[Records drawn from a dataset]
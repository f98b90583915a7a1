// Copyright (c) 2026 ALAS Technology. MIT License.
// See LICENSE for details.

//! # NOVA IBFT — Round-Change Subsystem
//!
//! When a round of IBFT consensus stalls (the proposer went quiet, the
//! proposal was garbage, the network hiccuped), validators broadcast
//! round-change votes asking to move to a later round. This crate is the
//! part of the validator that counts those votes for one block height and,
//! once a Byzantine-safe quorum of distinct validators asks for the same
//! round, hands back a certificate proving it. Exactly once per round.
//!
//! It is deliberately small. It does not decide *when* to ask for a round
//! change and it does not care what the caller does with a certificate.
//! It counts, it proves, it forgets stale rounds when told to.
//!
//! ## Architecture
//!
//! - **config** — Protocol constants and the per-height configuration.
//! - **crypto** — Ed25519 node keys and the `Address` validator identity.
//! - **helpers** — Quorum arithmetic. Small, but every other module leans on it.
//! - **messages** — Round identifiers, payloads, signed envelopes, certificates.
//! - **validation** — The message-validator seam and its Ed25519 implementation.
//! - **statemachine** — Per-round accumulators and the per-height manager.
//! - **logging** — `tracing` subscriber setup for binaries and test harnesses.
//!
//! ## Quick tour
//!
//! ```
//! use nova_ibft::crypto::NodeKey;
//! use nova_ibft::messages::{ConsensusRoundIdentifier, RoundChangePayload, SignedData};
//! use nova_ibft::statemachine::RoundChangeManager;
//! use nova_ibft::validation::Ed25519ValidatorFactory;
//!
//! let keys: Vec<NodeKey> = (0..4).map(|_| NodeKey::generate()).collect();
//! let validators = keys.iter().map(NodeKey::address).collect::<Vec<_>>();
//! let mut manager = RoundChangeManager::new(5, validators, Ed25519ValidatorFactory);
//!
//! let target = ConsensusRoundIdentifier::new(5, 1);
//! let mut certificate = None;
//! for key in &keys[..3] {
//!     let vote = SignedData::sign(RoundChangePayload::new(target, None), key).unwrap();
//!     certificate = manager.append_round_change_message(vote);
//! }
//! assert_eq!(certificate.map(|c| c.len()), Some(3));
//! ```

pub mod config;
pub mod crypto;
pub mod helpers;
pub mod logging;
pub mod messages;
pub mod statemachine;
pub mod validation;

▸ **EXERCISE REQUIREMENTS**: Produce a verbatim transcription of the entries above.

▸ **OUTPUT FOR THIS EXERCISE**:
repository f98b90583915a7a1
// Copyright (c) 2026 ALAS Technology. MIT License.
// See LICENSE for details.

//! # NOVA IBFT — Round-Change Subsystem
//!
//! When a round of IBFT consensus stalls (the proposer went quiet, the
//! proposal was garbage, the network hiccuped), validators broadcast
//! round-change votes asking to move to a later round. This crate is the
//! part of the validator that counts those votes for one block height and,
//! once a Byzantine-safe quorum of distinct validators asks for the same
//! round, hands back a certificate proving it. Exactly once per round.
//!
//! It is deliberately small. It does not decide *when* to ask for a round
//! change and it does not care what the caller does with a certificate.
//! It counts, it proves, it forgets stale rounds when told to.
//!
//! ## Architecture
//!
//! - **config** — Protocol constants and the per-height configuration.
//! - **crypto** — Ed25519 node keys and the `Address` validator identity.
//! - **helpers** — Quorum arithmetic. Small, but every other module leans on it.
//! - **messages** — Round identifiers, payloads, signed envelopes, certificates.
//! - **validation** — The message-validator seam and its Ed25519 implementation.
//! - **statemachine** — Per-round accumulators and the per-height manager.
//! - **logging** — `tracing` subscriber setup for binaries and test harnesses.
//!
//! ## Quick tour
//!
//! ```
//! use nova_ibft::crypto::NodeKey;
//! use nova_ibft::messages::{ConsensusRoundIdentifier, RoundChangePayload, SignedData};
//! use nova_ibft::statemachine::RoundChangeManager;
//! use nova_ibft::validation::Ed25519ValidatorFactory;
//!
//! let keys: Vec<NodeKey> = (0..4).map(|_| NodeKey::generate()).collect();
//! let validators = keys.iter().map(NodeKey::address).collect::<Vec<_>>();
//! let mut manager = RoundChangeManager::new(5, validators, Ed25519ValidatorFactory);
//!
//! let target = ConsensusRoundIdentifier::new(5, 1);
//! let mut certificate = None;
//! for key in &keys[..3] {
//!     let vote = SignedData::sign(RoundChangePayload::new(target, None), key).unwrap();
//!     certificate = manager.append_round_change_message(vote);
//! }
//! assert_eq!(certificate.map(|c| c.len()), Some(3));
//! ```

pub mod config;
pub mod crypto;
pub mod helpers;
pub mod logging;
pub mod messages;
pub mod statemachine;
pub mod validation;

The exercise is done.